Matt Mullins: Interview

For example, Matt Mullins and Three Ways of the Saw (Atticus Books). The “jagged” school. Certainly Eugene Martin (this book amazing, BTW). Sometimes XTX, Mary Miller, sometimes KGM. Certainly Jamie Iredell. A Hubert Shelby Jr./Iceberg Slim/Patti Smith continuum. Lipstick on the edge of a knife, balls clanking. Thrown/thrown down bottle of flungward. Slash. Krash. You wake up to vomit and your breath smells like burning tires, wonder, jamboree and regret.

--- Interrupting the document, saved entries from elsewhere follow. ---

//! CLI integration tests
use predicates::prelude::*;
use tempfile::TempDir;

fn cmd() -> assert_cmd::Command {
    assert_cmd::cargo::cargo_bin_cmd!("embedkit")
}

fn get_fixture_path(name: &str) -> String {
    format!("../../tests/fixtures/{}", name)
}

#[test]
fn test_cli_file_input() {
    cmd()
        .arg(get_fixture_path("youtube.html"))
        .assert()
        .success()
        .stdout(predicate::str::contains(r#"data-videoid="TVakXOkE2G4""#));
}

#[test]
fn test_cli_stdin_input() {
    let html = std::fs::read_to_string(get_fixture_path("twitter.html")).unwrap();

    cmd()
        .arg("-")
        .write_stdin(html)
        .assert()
        .success()
        .stdout(predicate::str::contains("<amp-twitter"));
}

#[test]
fn test_cli_turbo_dialect() {
    cmd()
        .args(["-d", "turbo", &get_fixture_path("iframe.html")])
        .assert()
        .success()
        .stdout(predicate::str::starts_with("<iframe "));
}

#[test]
fn test_cli_json_format() {
    let output = cmd()
        .args(["-f", "json", &get_fixture_path("vk_widget.html")])
        .output()
        .unwrap();

    assert!(output.status.success());
    let json: serde_json::Value = serde_json::from_slice(&output.stdout).unwrap();
    assert_eq!(json["platform"], "vkontakte");
    assert_eq!(json["post"]["owner_id"], -175249128);
    assert_eq!(json["post"]["post_id"], 1156);
}

#[test]
fn test_cli_defaults_flag() {
    cmd()
        .args(["--defaults", &get_fixture_path("instagram.html")])
        .assert()
        .success()
        .stdout(predicate::str::contains(r#"width="400" height="400""#));
}

#[test]
fn test_cli_unrecognized_input() {
    cmd()
        .arg(get_fixture_path("empty_src.html"))
        .assert()
        .failure()
        .code(1)
        .stderr(predicate::str::contains("unrecognized-input"));
}

#[test]
fn test_cli_single_platform_reason() {
    cmd()
        .args(["-p", "vk", &get_fixture_path("vk_mismatch.html")])
        .assert()
        .failure()
        .stderr(predicate::str::contains("consistency-violation"));
}

#[test]
fn test_cli_playbuzz_turbo_unsupported() {
    cmd()
        .args(["-d", "turbo", "-p", "playbuzz", &get_fixture_path("playbuzz.html")])
        .assert()
        .failure()
        .stderr(predicate::str::contains("unsupported-dialect"));
}

#[test]
fn test_cli_output_file() {
    let tmp = TempDir::new().unwrap();
    let output = tmp.path().join("output.html");

    cmd()
        .args(["-o", output.to_str().unwrap()])
        .arg(get_fixture_path("playbuzz.html"))
        .assert()
        .success();

    let content = std::fs::read_to_string(&output).unwrap();
    assert!(content.starts_with("<amp-playbuzz"));
}

#[test]
fn test_cli_invalid_file() {
    cmd()
        .arg("nonexistent.html")
        .assert()
        .failure()
        .stderr(predicate::str::contains("Failed to read file"));
}

#[test]
fn test_cli_invalid_dialect() {
    cmd()
        .args(["-d", "rss", &get_fixture_path("youtube.html")])
        .assert()
        .failure();
}

#[test]
fn test_cli_verbose() {
    cmd()
        .args(["-v", &get_fixture_path("youtube.html")])
        .assert()
        .success()
        .stderr(predicate::str::contains("Platform"));
}

#[test]
fn test_cli_completions() {
    cmd()
        .args(["--completions", "bash"])
        .assert()
        .success()
        .stdout(predicate::str::contains("embedkit"));
}

#[test]
fn test_cli_missing_input() {
    cmd().assert().failure();
}
//! Twitter status extraction.

use std::sync::LazyLock;

use regex::Regex;

use crate::Result;
use crate::parse::Document;
use crate::post::TwitterPost;
use crate::validate::require_present;
use crate::walk::Walk;

static STATUS_URL: LazyLock<Regex> = LazyLock::new(|| {
    Regex::new(r"^https://twitter\.com/[A-Za-z0-9_]{1,15}/status/(\d+)").expect("status url pattern is valid")
});

/// Extracts the status id from the first anchor linking to a tweet.
///
/// Embedded tweets carry several links (profile, hashtags, the status
/// itself); only an href starting with
/// `https://twitter.com/<handle>/status/<id>` qualifies.
pub fn extract(html: &[u8]) -> Result<TwitterPost> {
    let doc = Document::from_bytes(html)?;
    let mut post = TwitterPost::default();

    doc.walk("a", |el| {
        let Some(href) = el.attr("href") else {
            return Walk::Continue;
        };
        match STATUS_URL.captures(href) {
            Some(status) => {
                post.status_id = status[1].to_string();
                post.src = href.to_string();
                Walk::Stop
            }
            None => Walk::Continue,
        }
    });

    require_present(&post.src, "twitter status link")?;

    Ok(post)
}
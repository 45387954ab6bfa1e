use owo_colors::OwoColorize;

use crate::VERSION;

/// Print a styled banner for verbose mode
pub fn print_banner() {
    eprintln!(
        "\n{} {} {}",
        "embedkit".bold().bright_blue(),
        "v".dimmed(),
        VERSION.dimmed()
    );
    eprintln!("{}", "Convert embed snippets into AMP and Turbo markup\n".dimmed());
}

/// Print a styled step message
pub fn print_step(step: usize, total: usize, message: &str) {
    eprintln!("{} {}", format!("[{}/{}]", step, total).dimmed(), message.bright_cyan());
}

/// Print a labelled detail line under a step
pub fn print_detail(label: &str, value: &str) {
    eprintln!("  {} {}", format!("{}:", label).dimmed(), value.bright_white());
}

/// Print a success message
pub fn print_success(message: &str) {
    eprintln!("{} {}", "✓".green(), message.bright_green());
}

/// Print an error message
pub fn print_error(message: &str) {
    eprintln!("{} {}", "✗".red(), message.bright_red());
}

/// Format input size for display
pub fn format_size(bytes: usize) -> String {
    const KB: usize = 1024;

    if bytes >= KB { format!("{:.1} KB", bytes as f64 / KB as f64) } else { format!("{} B", bytes) }
}
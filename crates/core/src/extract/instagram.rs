//! Instagram blockquote extraction.

use std::sync::LazyLock;

use regex::Regex;

use crate::parse::{Document, decode};
use crate::post::InstagramPost;
use crate::validate::{parse_int_into, parse_reference, require_host, require_present};
use crate::walk::Walk;
use crate::{EmbedError, Result};

const CAPTION_MARKER: &str = " data-instgrm-captioned";

static SHORTCODE: LazyLock<Regex> =
    LazyLock::new(|| Regex::new(r"p/([^/\s]+)/").expect("shortcode pattern is valid"));

/// Extracts an Instagram post from its `blockquote.instagram-media` embed.
///
/// The shortcode is taken from the `/p/<code>/` segment of the
/// `data-instgrm-permalink` attribute.
pub fn extract(html: &[u8]) -> Result<InstagramPost> {
    let text = decode(html)?;
    let doc = Document::parse(text);
    let mut post = InstagramPost::default();

    doc.walk("blockquote", |el| {
        for (name, value) in el.attrs() {
            match name {
                "data-instgrm-permalink" => post.src = value.to_string(),
                "width" => parse_int_into(value, &mut post.width),
                "height" => parse_int_into(value, &mut post.height),
                _ => {}
            }
        }

        if post.src.is_empty() { Walk::Continue } else { Walk::Stop }
    });

    require_present(&post.src, "data-instgrm-permalink")?;

    let url = parse_reference(&post.src)?;
    require_host(&url, "instagram.com")?;

    post.is_captioned = text.contains(CAPTION_MARKER);

    let code = SHORTCODE
        .captures(url.path())
        .ok_or_else(|| EmbedError::MalformedReference(format!("no shortcode in {}", post.src)))?;
    post.shortcode = code[1].to_string();

    Ok(post)
}

#[cfg(test)]
mod tests {
    use super::*;
    use crate::ErrorKind;

    const CAPTIONED: &str = r#"<blockquote class="instagram-media" data-instgrm-captioned data-instgrm-permalink="https://www.instagram.com/p/B2cYeJJhPnB/?utm_source=ig_embed&amp;utm_campaign=loading" data-instgrm-version="12" style="background:#FFF;"><div><a href="https://www.instagram.com/p/B2cYeJJhPnB/">View this post</a></div></blockquote> <script async src="//www.instagram.com/embed.js"></script>"#;

    #[test]
    fn test_extract_captioned() {
        let post = extract(CAPTIONED.as_bytes()).unwrap();

        assert!(post.is_captioned);
        assert_eq!(post.shortcode, "B2cYeJJhPnB");
        assert_eq!((post.width, post.height), (0, 0));
    }

    #[test]
    fn test_extract_dimensions() {
        let html = r#"<blockquote class="instagram-media" width="500" data-instgrm-permalink="https://www.instagram.com/p/B2cYeJJhPnB/"></blockquote>"#;
        let post = extract(html.as_bytes()).unwrap();

        assert!(!post.is_captioned);
        assert_eq!((post.width, post.height), (500, 0));
    }

    #[test]
    fn test_first_permalink_wins() {
        let html = r#"<blockquote data-instgrm-permalink="https://www.instagram.com/p/FIRST/"></blockquote>
            <blockquote data-instgrm-permalink="https://www.instagram.com/p/SECOND/"></blockquote>"#;
        let post = extract(html.as_bytes()).unwrap();

        assert_eq!(post.shortcode, "FIRST");
    }

    #[test]
    fn test_protocol_relative_permalink() {
        let html = r#"<blockquote data-instgrm-permalink="//www.instagram.com/p/B2cYeJJhPnB/"></blockquote>"#;
        assert_eq!(extract(html.as_bytes()).unwrap().shortcode, "B2cYeJJhPnB");
    }

    #[test]
    fn test_not_instagram() {
        let html = r#"<blockquote data-instgrm-permalink="https://example.com/p/B2cYeJJhPnB/"></blockquote>"#;
        assert_eq!(extract(html.as_bytes()).unwrap_err().kind(), ErrorKind::UnsupportedOrigin);
    }

    #[test]
    fn test_profile_link() {
        let html = r#"<blockquote data-instgrm-permalink="https://www.instagram.com/instagram/"></blockquote>"#;
        assert_eq!(extract(html.as_bytes()).unwrap_err().kind(), ErrorKind::MalformedReference);
    }

    #[test]
    fn test_plain_blockquote() {
        let err = extract(b"<blockquote>quoted</blockquote>").unwrap_err();
        assert_eq!(err, EmbedError::MissingField("data-instgrm-permalink"));
    }
}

Matt Mullins lives in a three-room apartment in a quiet business section of downtown Indiana. His apartment, located in a fifties-futuristic building in sight of four pawn shops and a hat store (That’s not really a hat store, Matt told me), is comfortably unimposing, though it does testify to his days as a traveling musician: souvenirs from Kalamazoo, Mexico, the Eastern Shore, the steppes of Kansas; a bookcase lined with personally inscribed records by Kiri Te Kanawa, DMX, Matt Salesses, Ginsberg (spoken word), Dee Dee Ramone; an entryway in which vintage amplifiers and various guitar cases are stacked shoulder high, as if headlining festival tours of indefinite length were perpetually in the offing.

Our first meeting took place in the summer of 2011. I arrived at his door in the early afternoon, but it was not his door, it was a small bar. There was an elderly woman behind the bar who looked exactly like a cross between a nocturnal monkey and Anthony Perkins. I had a shot of vodka and a very cold beer then asked, “Does Matt Mullins live around here?”

Night-monkey Perkins nodded to the ceiling.  “Upstairs.”

I found Matt Mullins newly awakened, his thick brown hair tousled and pale blue eyes slightly bleary; he was obviously surprised that anyone would come to call at that hour of the day. As he finished his breakfast (a Pop-Tart and a grapefruit) and lighted up his first cigarette, his thin, somewhat wiry frame relaxed noticeably. He became increasingly jovial.

“There’s a bar below this apartment, can you believe that?”

“There is?” I said.

“Yes. Let’s go down and have a look.”

We never did get to the interview that day. But there were other days.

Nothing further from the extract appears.